Lipid merupakan senyawa yang larut dalam pelarut organic tetapi tidak larut

dalam air. Sifat kelarutan lipid sangat tergantung pada struktur umumnya dan ini

menjadi dasar penggolongan jenis lipid. Lipid dapat digolongkan menjadi tiga

golongan utama yaitu: lipid sederhana (seperti gliserida dan lilin), lipid majemuk

(seperti fosfolipid, serebrosida, sulfolipid, aminolipid, dan lipoprotein), dan

turunan lipid (seperti asam lemak, gliserol, sterol, lemak alkohol, lemak aldehid,

dan lemak keton) (Andarwulan, 2011).

Lipid dapat diklasifikasikan menjadi tiga golongan besar, yaitu:

1. Lipid sederhana, senyawa ester asam lemak dan berbagai alkohol.
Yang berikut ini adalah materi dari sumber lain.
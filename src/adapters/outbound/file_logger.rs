use crate::domains::logger::{DynLogger, FileLogger, LogLevel};
use std::sync::Arc;

/// Install the `fast_log` file backend and hand back a logger writing to it.
pub fn init_file_logger(path: &str, level: LogLevel) -> Result<DynLogger, String> {
    FileLogger::init(path, level)
        .map_err(|e| format!("Failed to initialize fast_log at {}: {}", path, e))?;
    Ok(Arc::new(FileLogger))
}
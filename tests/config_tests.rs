use std::time::Duration;
use waypoint_router::domains::logger::LogLevel;
use waypoint_router::domains::map::FailurePolicy;
use waypoint_router::{ApplicationError, Config};

#[test]
fn defaults_match_documented_values() {
    let config = Config::default();
    assert_eq!(config.routing.resolution, 1000.0);
    assert_eq!(config.routing.buffer, 0.0);
    assert_eq!(config.routing.compute_timeout(), Duration::from_secs(30));
    assert_eq!(config.routing.max_grid_cells, 1_000_000);
    assert_eq!(config.routing.bbox_padding, 0.15);
    assert_eq!(config.map.padding(), [10.0, 10.0, 10.0, 10.0]);
    assert_eq!(config.map.failure_policy, FailurePolicy::ClearPath);
    assert_eq!(config.logging.file.as_deref(), Some("./waypoint-router.log"));
    assert!(config.validate().is_ok());
}

#[test]
fn partial_file_keeps_defaults_for_the_rest() {
    let config = Config::from_toml_str(
        r#"
        [routing]
        resolution = 250.0

        [map]
        failure_policy = "keep_path"
        fit_padding = [20.0, 10.0, 20.0, 10.0]

        [logging]
        level = "debug"
        "#,
    )
    .unwrap();
    assert_eq!(config.routing.resolution, 250.0);
    assert_eq!(config.routing.buffer, 0.0);
    assert_eq!(config.map.failure_policy, FailurePolicy::KeepPath);
    assert_eq!(config.map.padding(), [20.0, 10.0, 20.0, 10.0]);
    assert_eq!(config.logging.level, LogLevel::Debug);
    assert_eq!(config.settings().params.resolution, 250.0);
}

#[test]
fn empty_file_is_the_default_config() {
    assert_eq!(Config::from_toml_str("").unwrap(), Config::default());
}

#[test]
fn invalid_values_are_configuration_errors() {
    let cases = [
        "[routing]\nresolution = 0.0",
        "[routing]\nresolution = -3.0",
        "[routing]\nbuffer = -1.0",
        "[routing]\ncompute_timeout_secs = 0",
        "[routing]\nmax_grid_cells = 0",
        "[routing]\nbbox_padding = -0.5",
        "[map]\nfit_padding = [10.0, 10.0, 10.0]",
        "[map]\nfit_padding = [10.0, -1.0, 10.0, 10.0]",
        "[map]\ncommand_capacity = 0",
    ];
    for case in cases {
        match Config::from_toml_str(case) {
            Err(ApplicationError::Configuration(_)) => {}
            other => panic!("{:?} should be rejected, got {:?}", case, other),
        }
    }
}

#[test]
fn unknown_policy_fails_to_parse() {
    assert!(matches!(
        Config::from_toml_str("[map]\nfailure_policy = \"sometimes\""),
        Err(ApplicationError::Configuration(_))
    ));
}

#[tokio::test]
async fn loads_from_a_file() {
    let dir = tempfile::tempdir().unwrap();
    let path = dir.path().join("config.toml");
    tokio::fs::write(&path, "[routing]\nbuffer = 25.0\ncompute_timeout_secs = 5\n")
        .await
        .unwrap();

    let config = Config::from_file(&path).await.unwrap();
    assert_eq!(config.routing.buffer, 25.0);
    assert_eq!(config.routing.compute_timeout(), Duration::from_secs(5));

    let missing = Config::from_file(dir.path().join("missing.toml")).await;
    assert!(matches!(missing, Err(ApplicationError::Configuration(_))));
}
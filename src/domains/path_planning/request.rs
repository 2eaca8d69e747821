use crate::domains::geometry::{LinePath, ObstacleSet, Point};
use serde::{Deserialize, Serialize};
use std::sync::atomic::{AtomicBool, Ordering};
use std::sync::Arc;
use thiserror::Error;

/// Identity of a routing attempt, strictly increasing per map session.
pub type RequestId = u64;

pub const DEFAULT_RESOLUTION: f64 = 1000.0;
pub const DEFAULT_BUFFER: f64 = 0.0;

#[derive(Error, Debug, Clone, PartialEq)]
pub enum EngineError {
    #[error("invalid parameter: {0}")]
    InvalidParameter(String),

    #[error("no path found")]
    NoPathFound,

    #[error("computation cancelled")]
    Cancelled,
}

impl From<EngineError> for crate::common::DomainError {
    fn from(e: EngineError) -> Self {
        match e {
            EngineError::InvalidParameter(reason) => Self::InvalidParameter { reason },
            EngineError::NoPathFound => Self::NoPathFound,
            EngineError::Cancelled => Self::InfrastructureError("computation cancelled".to_string()),
        }
    }
}

impl From<crate::common::DomainError> for EngineError {
    fn from(e: crate::common::DomainError) -> Self {
        match e {
            crate::common::DomainError::InvalidParameter { reason } => Self::InvalidParameter(reason),
            crate::common::DomainError::NoPathFound => Self::NoPathFound,
            other => Self::InvalidParameter(other.to_string()),
        }
    }
}

/// Grid cell size and obstacle margin, both in meters.
#[derive(Debug, Clone, Copy, PartialEq, Serialize, Deserialize)]
pub struct RoutingParams {
    pub resolution: f64,
    pub buffer: f64,
}

impl Default for RoutingParams {
    fn default() -> Self {
        Self {
            resolution: DEFAULT_RESOLUTION,
            buffer: DEFAULT_BUFFER,
        }
    }
}

impl RoutingParams {
    pub fn new(resolution: f64, buffer: f64) -> Result<Self, EngineError> {
        let params = Self { resolution, buffer };
        params.validate()?;
        Ok(params)
    }

    pub fn validate(&self) -> Result<(), EngineError> {
        if !self.resolution.is_finite() || self.resolution <= 0.0 {
            return Err(EngineError::InvalidParameter(format!(
                "resolution must be a positive number of meters, got {}",
                self.resolution
            )));
        }
        if !self.buffer.is_finite() || self.buffer < 0.0 {
            return Err(EngineError::InvalidParameter(format!(
                "buffer must be zero or a positive number of meters, got {}",
                self.buffer
            )));
        }
        Ok(())
    }
}

/// One routing attempt. Immutable once built and consumed by exactly one computation.
#[derive(Debug, Clone, PartialEq, Serialize, Deserialize)]
pub struct PathRequest {
    pub id: RequestId,
    pub start: Point,
    pub end: Point,
    pub via: Vec<Point>,
    pub obstacles: ObstacleSet,
    pub params: RoutingParams,
}

impl PathRequest {
    pub fn new(
        id: RequestId,
        start: Point,
        end: Point,
        obstacles: ObstacleSet,
        params: RoutingParams,
    ) -> Self {
        Self {
            id,
            start,
            end,
            via: Vec::new(),
            obstacles,
            params,
        }
    }

    pub fn with_via(mut self, via: Vec<Point>) -> Self {
        self.via = via;
        self
    }

    /// Build a request from an ordered waypoint list; `None` with fewer than two points.
    pub fn from_waypoints(
        id: RequestId,
        waypoints: &[Point],
        obstacles: ObstacleSet,
        params: RoutingParams,
    ) -> Option<Self> {
        match waypoints {
            [start, via @ .., end] => {
                Some(Self::new(id, *start, *end, obstacles, params).with_via(via.to_vec()))
            }
            _ => None,
        }
    }

    /// Start, via points and end in travel order.
    pub fn stops(&self) -> Vec<Point> {
        let mut stops = Vec::with_capacity(self.via.len() + 2);
        stops.push(self.start);
        stops.extend(self.via.iter().copied());
        stops.push(self.end);
        stops
    }

    /// Checks everything that can be rejected without running a search.
    pub fn validate(&self) -> Result<(), EngineError> {
        self.params.validate()?;
        for stop in self.stops() {
            stop.validate()?;
        }
        for (index, polygon) in self.obstacles.polygons().enumerate() {
            if let Err(e) = polygon.validate() {
                return Err(match EngineError::from(e) {
                    EngineError::InvalidParameter(reason) => {
                        EngineError::InvalidParameter(format!("obstacle {}: {}", index, reason))
                    }
                    other => other,
                });
            }
        }
        Ok(())
    }
}

#[derive(Debug, Clone, PartialEq, Serialize, Deserialize)]
pub enum PathOutcome {
    Found(LinePath),
    NotFound,
    Cancelled,
    Failed(String),
}

/// Terminal outcome of one request, tagged with the request it answers.
#[derive(Debug, Clone, PartialEq, Serialize, Deserialize)]
pub struct PathResult {
    pub request_id: RequestId,
    pub outcome: PathOutcome,
}

impl PathResult {
    pub fn from_engine(request_id: RequestId, result: Result<LinePath, EngineError>) -> Self {
        let outcome = match result {
            Ok(path) => PathOutcome::Found(path),
            Err(EngineError::NoPathFound) => PathOutcome::NotFound,
            Err(EngineError::Cancelled) => PathOutcome::Cancelled,
            Err(e @ EngineError::InvalidParameter(_)) => PathOutcome::Failed(e.to_string()),
        };
        Self {
            request_id,
            outcome,
        }
    }

    pub fn failed(request_id: RequestId, reason: impl Into<String>) -> Self {
        Self {
            request_id,
            outcome: PathOutcome::Failed(reason.into()),
        }
    }
}

/// Cooperative cancellation flag shared between the dispatcher and a running computation.
#[derive(Debug, Clone, Default)]
pub struct CancelToken(Arc<AtomicBool>);

impl CancelToken {
    pub fn new() -> Self {
        Self::default()
    }

    pub fn cancel(&self) {
        self.0.store(true, Ordering::Release);
    }

    pub fn is_cancelled(&self) -> bool {
        self.0.load(Ordering::Acquire)
    }

    pub fn check(&self) -> Result<(), EngineError> {
        if self.is_cancelled() {
            Err(EngineError::Cancelled)
        } else {
            Ok(())
        }
    }
}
Contoh

lemak atau minyak lilin (wat) (Estien, 2006: 42).

2. Lipid kompleks (gabungan) senyawa ester asam lemak yang mempuunyai

gugus lain disamping alkohol dan asam lemak, misalnya karbohidrat atau

protein. Contoh: fosfolipid, glikolipid, dan lipoprotein (Estien, 2006: 42).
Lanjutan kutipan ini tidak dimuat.